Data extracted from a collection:
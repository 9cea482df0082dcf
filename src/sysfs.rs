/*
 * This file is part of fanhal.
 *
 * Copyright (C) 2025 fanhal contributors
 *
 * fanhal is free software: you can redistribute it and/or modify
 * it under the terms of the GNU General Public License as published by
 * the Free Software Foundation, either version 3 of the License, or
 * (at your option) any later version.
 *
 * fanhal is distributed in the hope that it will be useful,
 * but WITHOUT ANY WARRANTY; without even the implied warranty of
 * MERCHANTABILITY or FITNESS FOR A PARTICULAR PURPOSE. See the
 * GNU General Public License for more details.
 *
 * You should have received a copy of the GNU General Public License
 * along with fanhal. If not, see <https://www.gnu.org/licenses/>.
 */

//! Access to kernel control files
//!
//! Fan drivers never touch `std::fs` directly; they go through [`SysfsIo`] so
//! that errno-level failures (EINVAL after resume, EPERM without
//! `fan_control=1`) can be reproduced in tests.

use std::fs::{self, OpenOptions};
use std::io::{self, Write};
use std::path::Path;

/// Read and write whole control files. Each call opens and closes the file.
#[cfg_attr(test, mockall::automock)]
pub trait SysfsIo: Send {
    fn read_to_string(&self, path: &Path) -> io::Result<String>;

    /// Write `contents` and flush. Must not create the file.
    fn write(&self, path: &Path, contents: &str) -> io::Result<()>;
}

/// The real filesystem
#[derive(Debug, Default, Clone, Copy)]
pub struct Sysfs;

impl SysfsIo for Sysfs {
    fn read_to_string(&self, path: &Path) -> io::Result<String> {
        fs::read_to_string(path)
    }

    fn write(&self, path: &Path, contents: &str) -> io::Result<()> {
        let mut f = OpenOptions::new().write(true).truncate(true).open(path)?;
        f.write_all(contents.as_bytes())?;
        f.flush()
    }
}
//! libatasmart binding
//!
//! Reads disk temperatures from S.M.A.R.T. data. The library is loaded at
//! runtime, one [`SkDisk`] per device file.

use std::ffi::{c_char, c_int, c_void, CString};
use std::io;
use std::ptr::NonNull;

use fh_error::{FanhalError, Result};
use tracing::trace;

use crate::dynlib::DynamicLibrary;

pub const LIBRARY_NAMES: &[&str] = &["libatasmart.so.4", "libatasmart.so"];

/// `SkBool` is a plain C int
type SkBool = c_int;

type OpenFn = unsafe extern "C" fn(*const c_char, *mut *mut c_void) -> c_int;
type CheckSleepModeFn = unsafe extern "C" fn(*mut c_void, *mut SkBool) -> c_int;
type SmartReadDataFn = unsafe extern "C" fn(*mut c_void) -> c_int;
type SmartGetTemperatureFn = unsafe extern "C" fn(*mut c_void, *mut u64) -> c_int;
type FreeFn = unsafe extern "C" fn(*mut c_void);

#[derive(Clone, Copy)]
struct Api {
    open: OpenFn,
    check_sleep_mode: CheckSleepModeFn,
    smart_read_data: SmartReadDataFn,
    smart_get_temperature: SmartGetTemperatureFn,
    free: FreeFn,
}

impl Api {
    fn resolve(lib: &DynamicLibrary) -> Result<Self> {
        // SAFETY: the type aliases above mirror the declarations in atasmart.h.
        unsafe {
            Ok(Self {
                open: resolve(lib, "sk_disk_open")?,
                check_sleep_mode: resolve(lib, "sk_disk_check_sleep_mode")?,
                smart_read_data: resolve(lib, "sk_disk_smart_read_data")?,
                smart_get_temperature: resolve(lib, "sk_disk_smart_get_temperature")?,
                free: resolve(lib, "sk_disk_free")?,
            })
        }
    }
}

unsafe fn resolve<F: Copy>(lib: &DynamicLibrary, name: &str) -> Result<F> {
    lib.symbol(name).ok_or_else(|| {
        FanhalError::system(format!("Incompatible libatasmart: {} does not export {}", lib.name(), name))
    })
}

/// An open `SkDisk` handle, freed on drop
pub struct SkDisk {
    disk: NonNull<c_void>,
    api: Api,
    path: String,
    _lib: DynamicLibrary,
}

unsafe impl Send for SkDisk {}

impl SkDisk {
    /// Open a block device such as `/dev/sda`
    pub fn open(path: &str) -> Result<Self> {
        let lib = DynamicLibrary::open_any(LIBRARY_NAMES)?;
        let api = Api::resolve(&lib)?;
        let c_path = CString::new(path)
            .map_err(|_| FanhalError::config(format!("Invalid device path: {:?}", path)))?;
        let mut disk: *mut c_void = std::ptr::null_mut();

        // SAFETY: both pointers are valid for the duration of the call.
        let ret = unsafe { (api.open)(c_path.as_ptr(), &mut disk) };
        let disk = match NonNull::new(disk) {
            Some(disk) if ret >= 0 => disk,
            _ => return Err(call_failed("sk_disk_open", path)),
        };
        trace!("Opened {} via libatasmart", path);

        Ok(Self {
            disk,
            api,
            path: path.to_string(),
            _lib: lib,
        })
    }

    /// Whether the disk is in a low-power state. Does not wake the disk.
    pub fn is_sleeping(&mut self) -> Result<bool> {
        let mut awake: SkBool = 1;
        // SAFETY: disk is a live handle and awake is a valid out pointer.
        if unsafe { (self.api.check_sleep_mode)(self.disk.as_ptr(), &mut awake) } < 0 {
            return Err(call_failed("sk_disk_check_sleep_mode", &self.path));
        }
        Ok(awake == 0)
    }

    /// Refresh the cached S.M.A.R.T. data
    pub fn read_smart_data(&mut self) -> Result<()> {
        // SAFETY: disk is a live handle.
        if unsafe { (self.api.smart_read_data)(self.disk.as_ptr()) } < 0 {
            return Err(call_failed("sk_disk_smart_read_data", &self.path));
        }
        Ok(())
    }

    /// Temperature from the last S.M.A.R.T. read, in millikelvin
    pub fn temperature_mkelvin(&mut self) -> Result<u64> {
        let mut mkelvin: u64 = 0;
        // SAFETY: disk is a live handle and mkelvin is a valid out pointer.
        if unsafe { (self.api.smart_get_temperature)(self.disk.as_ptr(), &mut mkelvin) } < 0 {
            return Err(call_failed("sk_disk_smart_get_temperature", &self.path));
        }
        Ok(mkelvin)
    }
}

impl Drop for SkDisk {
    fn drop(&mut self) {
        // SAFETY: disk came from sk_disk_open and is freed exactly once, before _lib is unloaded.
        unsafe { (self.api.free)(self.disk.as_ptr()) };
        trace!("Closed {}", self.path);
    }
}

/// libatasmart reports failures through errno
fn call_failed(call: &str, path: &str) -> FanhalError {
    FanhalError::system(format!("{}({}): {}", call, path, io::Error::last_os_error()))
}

__Assigned task__
Check the entries above for the word "SmartReadDataFn" and copy every line where it turns up.

__Answer to the problem__
type SmartReadDataFn = unsafe extern "C" fn(*mut c_void) -> c_int;
    smart_read_data: SmartReadDataFn,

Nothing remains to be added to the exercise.